1. Part 1: A review of any class work that relates to your topic in Part 2 [3-sides typed (single-spaced), including images]
   Include the relevant definitions, mathematical symbols and notation, pictures, theorems, examples, algebraic, geometric, and numerical representations from class, homework and tests that relate to your topic. If you have connections to concepts that we saw very regularly, such as a concept like Gaussian elimination, then bullet point lists of the places we used this in class would help summarize what we covered in class. To create this review, use your class notes as well as our online resources. This will require you to dig for as many connections as possible, giving a creative way of reviewing.
   
   
2. Part 2: An extension of class work that you create related to your topic and linear algebra. This could be covering new material, making connections to your field, looking up history, seeing how linear algebra is programmed... The type and format are your choice - here are some ideas, for example:
   1. the beginnings of a more extensive research project
   2. a summary of what you have learned after researching a topic--- in your own words [it could be paragraph or bullet point format and it could be longer, but 1 or 2 pages should be sufficient in many cases]
   3. a computer program you work on and report back on how that went---what was already available to you (or not) in the programming language you choose, what you tried, and what you would do with more time
   4. a summary of linear algebra connections to a different course you have already taken or will take
   5. a demo you create
   6. a representation of historical information that you create
   7. a classroom worksheet that you create as you research and report back on classroom standards related to linear algebra
   8. an experiment that is connected to linear algebra and report back on how that went
   The only requirement for this portion is that you create something in your own words that extends/connects to our course content in some way.
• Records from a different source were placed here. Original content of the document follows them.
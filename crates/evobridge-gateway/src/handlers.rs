// SPDX-FileCopyrightText: 2026 Evobridge Contributors
// SPDX-License-Identifier: MIT OR Apache-2.0

//! HTTP request handlers for the operator API.

use axum::{
    Json,
    extract::{Path, Query, State},
    http::{StatusCode, header},
    response::{IntoResponse, Response},
};
use serde::{Deserialize, Serialize};

use evobridge_core::{
    HealthStatus, Instance, InstanceKey, InstanceStatus, ReconnectPayload, SlotPosition, TenantId,
};
use evobridge_supervisor::ServiceStats;

use crate::error::ApiError;
use crate::server::GatewayState;

#[derive(Debug, Serialize)]
pub struct HealthResponse {
    pub status: String,
    pub version: String,
    pub uptime_secs: u64,
    pub database: HealthStatus,
}

#[derive(Debug, Deserialize)]
pub struct InstanceFilter {
    #[serde(default)]
    pub tenant: Option<String>,
}

#[derive(Debug, Serialize)]
pub struct InstanceListResponse {
    pub instances: Vec<Instance>,
}

#[derive(Debug, Serialize)]
pub struct OffboardResponse {
    pub tenant_id: TenantId,
    pub removed: usize,
}

#[derive(Debug, Serialize)]
pub struct ConnectResponse {
    pub instance: String,
    pub status: InstanceStatus,
    /// QR image as a data URL, present when a pairing QR was issued.
    #[serde(skip_serializing_if = "Option::is_none")]
    pub qr: Option<String>,
}

/// GET /health
///
/// Public liveness probe. Returns 503 when the registry does not answer.
pub async fn get_public_health(State(state): State<GatewayState>) -> Response {
    let database = state.registry.health_check().await;
    let healthy = database.is_healthy();
    let body = HealthResponse {
        status: if healthy { "ok" } else { "degraded" }.to_string(),
        version: env!("CARGO_PKG_VERSION").to_string(),
        uptime_secs: state.health.start_time.elapsed().as_secs(),
        database,
    };
    let status = if healthy {
        StatusCode::OK
    } else {
        StatusCode::SERVICE_UNAVAILABLE
    };
    (status, Json(body)).into_response()
}

/// GET /metrics
pub async fn get_public_metrics(State(state): State<GatewayState>) -> Response {
    match &state.health.prometheus_render {
        Some(render) => (
            StatusCode::OK,
            [(header::CONTENT_TYPE, "text/plain; version=0.0.4")],
            render(),
        )
            .into_response(),
        None => (StatusCode::NOT_FOUND, "metrics disabled").into_response(),
    }
}

/// GET /v1/instances[?tenant=]
pub async fn list_instances(
    State(state): State<GatewayState>,
    Query(filter): Query<InstanceFilter>,
) -> Result<Json<InstanceListResponse>, ApiError> {
    let tenant = filter.tenant.map(TenantId::new);
    let instances = state.registry.list_instances(tenant.as_ref()).await?;
    Ok(Json(InstanceListResponse { instances }))
}

/// GET /v1/supervisor
pub async fn get_supervisor(
    State(state): State<GatewayState>,
) -> Result<Json<ServiceStats>, ApiError> {
    let supervisor = state
        .supervisor
        .as_ref()
        .ok_or_else(|| ApiError::new(StatusCode::SERVICE_UNAVAILABLE, "supervisor disabled"))?;
    Ok(Json(supervisor.stats()))
}

/// POST /v1/tenants/{tenant}
///
/// Creates the tenant's five `inactive` slots. Idempotent.
pub async fn provision_tenant(
    State(state): State<GatewayState>,
    Path(tenant): Path<String>,
) -> Result<(StatusCode, Json<InstanceListResponse>), ApiError> {
    let tenant = parse_tenant(&tenant)?;
    let instances = state.registry.provision_tenant(&tenant).await?;
    tracing::info!(tenant_id = %tenant, "tenant provisioned");
    Ok((StatusCode::CREATED, Json(InstanceListResponse { instances })))
}

/// DELETE /v1/tenants/{tenant}
///
/// Deletes the tenant's gateway sessions (best effort), then its rows.
pub async fn offboard_tenant(
    State(state): State<GatewayState>,
    Path(tenant): Path<String>,
) -> Result<Json<OffboardResponse>, ApiError> {
    let tenant = parse_tenant(&tenant)?;
    let instances = state.registry.list_instances(Some(&tenant)).await?;
    for instance in instances.iter().filter(|i| i.status != InstanceStatus::Inactive) {
        if let Err(e) = state.gateway.delete_session(&instance.session_name).await {
            tracing::warn!(
                instance = %instance.session_name,
                error = %e,
                "failed to delete gateway session during offboarding"
            );
        }
    }
    let removed = state.registry.remove_tenant(&tenant).await?;
    tracing::info!(tenant_id = %tenant, removed, "tenant offboarded");
    Ok(Json(OffboardResponse {
        tenant_id: tenant,
        removed,
    }))
}

/// POST /v1/instances/{tenant}/{slot}/connect
///
/// Requests a pairing QR. Creates the gateway session first when the
/// gateway does not know it.
pub async fn connect_instance(
    State(state): State<GatewayState>,
    Path((tenant, slot)): Path<(String, u8)>,
) -> Result<Json<ConnectResponse>, ApiError> {
    let instance = lookup(&state, &tenant, slot).await?;
    let session = instance.session_name.as_str();

    if state.gateway.connection_state(session).await.not_found {
        state.gateway.create_session(session).await?;
    }

    match state.gateway.request_reconnect(session).await? {
        Some(ReconnectPayload::Qr { data_url, .. }) => {
            state.registry.mark_qr_pending(&instance.key, &data_url).await?;
            tracing::info!(instance = %session, "pairing QR issued");
            Ok(Json(ConnectResponse {
                instance: instance.session_name.clone(),
                status: InstanceStatus::QrPending,
                qr: Some(data_url),
            }))
        }
        Some(ReconnectPayload::Resumed) => {
            state.registry.mark_healthy(&instance.key, None).await?;
            tracing::info!(instance = %session, "session already open");
            Ok(Json(ConnectResponse {
                instance: instance.session_name.clone(),
                status: InstanceStatus::Connected,
                qr: None,
            }))
        }
        None => Err(ApiError::new(
            StatusCode::BAD_GATEWAY,
            format!("gateway issued no QR for {session}"),
        )),
    }
}

/// POST /v1/instances/{tenant}/{slot}/disconnect
pub async fn disconnect_instance(
    State(state): State<GatewayState>,
    Path((tenant, slot)): Path<(String, u8)>,
) -> Result<Json<ConnectResponse>, ApiError> {
    let instance = lookup(&state, &tenant, slot).await?;
    state.gateway.logout(&instance.session_name).await?;
    state.registry.mark_disconnected(&instance.key).await?;
    tracing::info!(instance = %instance.session_name, "instance disconnected by user");
    Ok(Json(ConnectResponse {
        instance: instance.session_name,
        status: InstanceStatus::Disconnected,
        qr: None,
    }))
}

async fn lookup(state: &GatewayState, tenant: &str, slot: u8) -> Result<Instance, ApiError> {
    let key = InstanceKey::new(parse_tenant(tenant)?, SlotPosition::new(slot)?);
    state
        .registry
        .get_instance(&key)
        .await?
        .ok_or_else(|| ApiError::not_found(format!("instance not found: {key}")))
}

fn parse_tenant(raw: &str) -> Result<TenantId, ApiError> {
    if TenantId::is_valid(raw) {
        Ok(TenantId::new(raw))
    } else {
        Err(ApiError::bad_request(format!("invalid tenant id `{raw}`")))
    }
}

#[cfg(test)]
mod tests {
    use super::*;

    #[test]
    fn invalid_tenant_is_bad_request() {
        assert!(parse_tenant("acme-corp_2").is_ok());
        let err = parse_tenant("x_wa_1").unwrap_err();
        assert_eq!(err.status, StatusCode::BAD_REQUEST);
    }

    #[test]
    fn connect_response_omits_missing_qr() {
        let json = serde_json::to_value(ConnectResponse {
            instance: "T1_wa_1".into(),
            status: InstanceStatus::Disconnected,
            qr: None,
        })
        .unwrap();
        assert_eq!(json["status"], "disconnected");
        assert!(json.get("qr").is_none());
    }
}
There are lots of possibilities here - I encourage you to be creative!
   
   
3. An annotated reference list (to turn in). The annotations are brief comments about how you used each reference in your project. Most project should have some scholarly sources. Faculty, past classes and experiences can also be listed as references. Be sure to acknowledge the source citations of pictures but there is no need to annotate them.
   
   
4. Research session presentations and peer review. Bring a printed version of all of your work. We will divide up the class into two sessions (half the class will stand next to their work as the other half examines the projects, and then we will switch roles). If you work with another person, they will be in the other session so you should be prepared to present the entire project. During your session, you must stand by your work to discuss your topic and answer questions. The presentation component typically involves a group of 1 or 2 students at a time listening to and looking at your project so they can take notes for peer review.
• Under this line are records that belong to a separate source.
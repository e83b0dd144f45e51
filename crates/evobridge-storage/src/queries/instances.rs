// SPDX-FileCopyrightText: 2026 Evobridge Contributors
// SPDX-License-Identifier: MIT OR Apache-2.0

//! Instance row CRUD and status transitions.

use chrono::{DateTime, Utc};
use evobridge_core::{
    EvobridgeError, Instance, InstanceKey, InstanceStatus, SlotPosition, TenantId,
};
use rusqlite::{OptionalExtension, Row, params};

use crate::database::{Database, from_sql_ts, map_tr_err, to_sql_ts};

const COLUMNS: &str = "tenant_id, slot, session_name, status, phone_number, qr_payload,
    last_seen_at, connected_at, disconnected_at, reconnect_attempts, last_reconnect_at,
    failure_reason, created_at, updated_at";

fn conversion_err(
    idx: usize,
    err: impl std::error::Error + Send + Sync + 'static,
) -> rusqlite::Error {
    rusqlite::Error::FromSqlConversionFailure(idx, rusqlite::types::Type::Text, Box::new(err))
}

fn ts_column(row: &Row<'_>, idx: usize) -> rusqlite::Result<Option<DateTime<Utc>>> {
    row.get::<_, Option<String>>(idx)?
        .map(|raw| from_sql_ts(&raw).map_err(|e| conversion_err(idx, e)))
        .transpose()
}

fn required_ts(row: &Row<'_>, idx: usize) -> rusqlite::Result<DateTime<Utc>> {
    let raw: String = row.get(idx)?;
    from_sql_ts(&raw).map_err(|e| conversion_err(idx, e))
}

fn instance_from_row(row: &Row<'_>) -> rusqlite::Result<Instance> {
    let slot = SlotPosition::new(row.get(1)?).map_err(|e| conversion_err(1, e))?;
    let status: String = row.get(3)?;
    let status = status
        .parse::<InstanceStatus>()
        .map_err(|e| conversion_err(3, e))?;
    Ok(Instance {
        key: InstanceKey::new(TenantId(row.get(0)?), slot),
        session_name: row.get(2)?,
        status,
        phone_number: row.get(4)?,
        qr_payload: row.get(5)?,
        last_seen_at: ts_column(row, 6)?,
        connected_at: ts_column(row, 7)?,
        disconnected_at: ts_column(row, 8)?,
        reconnect_attempts: row.get(9)?,
        last_reconnect_at: ts_column(row, 10)?,
        failure_reason: row.get(11)?,
        created_at: required_ts(row, 12)?,
        updated_at: required_ts(row, 13)?,
    })
}

fn not_found(key: &InstanceKey) -> EvobridgeError {
    EvobridgeError::InstanceNotFound {
        key: key.to_string(),
    }
}

/// Inserts an `inactive` row for every slot of the tenant that does not
/// already have one. Returns how many rows were created.
pub async fn provision_tenant(
    db: &Database,
    tenant: &TenantId,
    now: DateTime<Utc>,
) -> Result<usize, EvobridgeError> {
    let tenant = tenant.clone();
    let now = to_sql_ts(&now);
    db.connection()
        .call(move |conn| {
            let tx = conn.transaction()?;
            let mut created = 0;
            {
                let mut stmt = tx.prepare(
                    "INSERT OR IGNORE INTO whatsapp_instances
                        (tenant_id, slot, session_name, status, created_at, updated_at)
                     VALUES (?1, ?2, ?3, 'inactive', ?4, ?4)",
                )?;
                for slot in SlotPosition::all() {
                    let key = InstanceKey::new(tenant.clone(), slot);
                    created += stmt.execute(params![
                        tenant.as_str(),
                        slot.get(),
                        key.session_name(),
                        now
                    ])?;
                }
            }
            tx.commit()?;
            Ok(created)
        })
        .await
        .map_err(map_tr_err)
}

/// Deletes every instance row of the tenant.
pub async fn remove_tenant(db: &Database, tenant: &TenantId) -> Result<usize, EvobridgeError> {
    let tenant = tenant.0.clone();
    db.connection()
        .call(move |conn| {
            conn.execute(
                "DELETE FROM whatsapp_instances WHERE tenant_id = ?1",
                params![tenant],
            )
        })
        .await
        .map_err(map_tr_err)
}

pub async fn get_instance(
    db: &Database,
    key: &InstanceKey,
) -> Result<Option<Instance>, EvobridgeError> {
    let tenant = key.tenant_id.0.clone();
    let slot = key.slot.get();
    db.connection()
        .call(move |conn| {
            conn.query_row(
                &format!(
                    "SELECT {COLUMNS} FROM whatsapp_instances WHERE tenant_id = ?1 AND slot = ?2"
                ),
                params![tenant, slot],
                instance_from_row,
            )
            .optional()
        })
        .await
        .map_err(map_tr_err)
}

pub async fn find_by_session_name(
    db: &Database,
    name: &str,
) -> Result<Option<Instance>, EvobridgeError> {
    let name = name.to_string();
    db.connection()
        .call(move |conn| {
            conn.query_row(
                &format!("SELECT {COLUMNS} FROM whatsapp_instances WHERE session_name = ?1"),
                params![name],
                instance_from_row,
            )
            .optional()
        })
        .await
        .map_err(map_tr_err)
}

/// Lists instances ordered by (tenant, slot), optionally for one tenant.
pub async fn list_instances(
    db: &Database,
    tenant: Option<&TenantId>,
) -> Result<Vec<Instance>, EvobridgeError> {
    let tenant = tenant.map(|t| t.0.clone());
    db.connection()
        .call(move |conn| {
            let mut stmt = conn.prepare(&format!(
                "SELECT {COLUMNS} FROM whatsapp_instances
                 WHERE ?1 IS NULL OR tenant_id = ?1
                 ORDER BY tenant_id, slot"
            ))?;
            let rows = stmt.query_map(params![tenant], instance_from_row)?;
            rows.collect()
        })
        .await
        .map_err(map_tr_err)
}

/// Active instances (`connected`, `connecting`, legacy `open`) plus any
/// instance seen at or after `seen_since`.
pub async fn list_monitorable(
    db: &Database,
    seen_since: DateTime<Utc>,
) -> Result<Vec<Instance>, EvobridgeError> {
    let seen_since = to_sql_ts(&seen_since);
    db.connection()
        .call(move |conn| {
            let mut stmt = conn.prepare(&format!(
                "SELECT {COLUMNS} FROM whatsapp_instances
                 WHERE status IN ('connected', 'connecting', 'open')
                    OR (last_seen_at IS NOT NULL AND last_seen_at >= ?1)
                 ORDER BY tenant_id, slot"
            ))?;
            let rows = stmt.query_map(params![seen_since], instance_from_row)?;
            rows.collect()
        })
        .await
        .map_err(map_tr_err)
}

/// Runs an `UPDATE ... WHERE tenant_id = ?1 AND slot = ?2` with `now` bound
/// to `?3` and, when the clause references it, `extra` bound to `?4`.
/// Fails with `InstanceNotFound` if no row matched.
async fn update_instance(
    db: &Database,
    key: &InstanceKey,
    set_clause: &'static str,
    now: DateTime<Utc>,
    extra: Option<String>,
) -> Result<(), EvobridgeError> {
    let tenant = key.tenant_id.0.clone();
    let slot = key.slot.get();
    let now = to_sql_ts(&now);
    let changed = db
        .connection()
        .call(move |conn| {
            let sql = format!(
                "UPDATE whatsapp_instances SET {set_clause}, updated_at = ?3
                 WHERE tenant_id = ?1 AND slot = ?2"
            );
            if set_clause.contains("?4") {
                conn.execute(&sql, params![tenant, slot, now, extra])
            } else {
                conn.execute(&sql, params![tenant, slot, now])
            }
        })
        .await
        .map_err(map_tr_err)?;
    if changed == 0 {
        return Err(not_found(key));
    }
    Ok(())
}

pub async fn mark_reconnecting(
    db: &Database,
    key: &InstanceKey,
    now: DateTime<Utc>,
) -> Result<(), EvobridgeError> {
    update_instance(
        db,
        key,
        "status = 'connecting', last_seen_at = ?3, qr_payload = NULL,
         reconnect_attempts = reconnect_attempts + 1, last_reconnect_at = ?3",
        now,
        None,
    )
    .await
}

pub async fn mark_failed(
    db: &Database,
    key: &InstanceKey,
    reason: &str,
    now: DateTime<Utc>,
) -> Result<(), EvobridgeError> {
    update_instance(
        db,
        key,
        "status = 'failed', failure_reason = ?4, qr_payload = NULL",
        now,
        Some(reason.to_string()),
    )
    .await
}

/// Keeps the stored phone number when the callback did not carry one.
pub async fn mark_healthy(
    db: &Database,
    key: &InstanceKey,
    phone_number: Option<&str>,
    now: DateTime<Utc>,
) -> Result<(), EvobridgeError> {
    update_instance(
        db,
        key,
        "status = 'connected', phone_number = COALESCE(?4, phone_number),
         connected_at = ?3, last_seen_at = ?3, reconnect_attempts = 0,
         failure_reason = NULL, qr_payload = NULL",
        now,
        phone_number.map(str::to_string),
    )
    .await
}

/// A `failed` row keeps its status; only `mark_healthy` clears it.
pub async fn mark_disconnected(
    db: &Database,
    key: &InstanceKey,
    now: DateTime<Utc>,
) -> Result<(), EvobridgeError> {
    update_instance(
        db,
        key,
        "status = CASE status WHEN 'failed' THEN 'failed' ELSE 'disconnected' END,
         disconnected_at = CASE status WHEN 'failed' THEN disconnected_at ELSE ?3 END,
         qr_payload = NULL",
        now,
        None,
    )
    .await
}

pub async fn mark_qr_pending(
    db: &Database,
    key: &InstanceKey,
    qr: &str,
    now: DateTime<Utc>,
) -> Result<(), EvobridgeError> {
    update_instance(
        db,
        key,
        "status = 'qr_pending', qr_payload = ?4, last_seen_at = ?3",
        now,
        Some(qr.to_string()),
    )
    .await
}

/// Sets `last_seen_at` to `seen_at`.
pub async fn set_last_seen(
    db: &Database,
    key: &InstanceKey,
    seen_at: DateTime<Utc>,
) -> Result<(), EvobridgeError> {
    update_instance(db, key, "last_seen_at = ?3", seen_at, None).await
}
// SPDX-FileCopyrightText: 2026 Evobridge Contributors
// SPDX-License-Identifier: MIT OR Apache-2.0

//! Collaborator traits injected into the supervisor.
//!
//! All async traits use `#[async_trait]` so they can be held as
//! `Arc<dyn Trait>`.

pub mod gateway;
pub mod registry;
pub mod sink;

pub use gateway::SessionGateway;
pub use registry::InstanceRegistry;
pub use sink::NotificationSink;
Here is a rubric for the final project

Here are some sample projects:
Dark Matter Accretion and the Hessian Matrix by Collin Sweeney [could be improved by removing Appendix A and just making the examples a full part of the in-class connections]
Finding Determinants Through Programming by Wyatt Andresen [would benefit by including pictures in part 1 and fixing typos]

Many past students have used a word processor (sometimes with Maple output pasted in) or LaTeX. Here is Wyatt's LaTeX file that you can place this in a real-time editor like Overleaf).

Note that part 1 should be purely class review. Any new material belongs in part 2. For instance, say your extension incorporates determinants in some way. Then the new extension is in part 2, while a review of what we already did related to determinants belongs in part 1. Some past students reported that they have found it helpful to think of part 1 as a review of class notes and hw as if they were studying for a final exam [without the exam component - instead the product is finding the connections].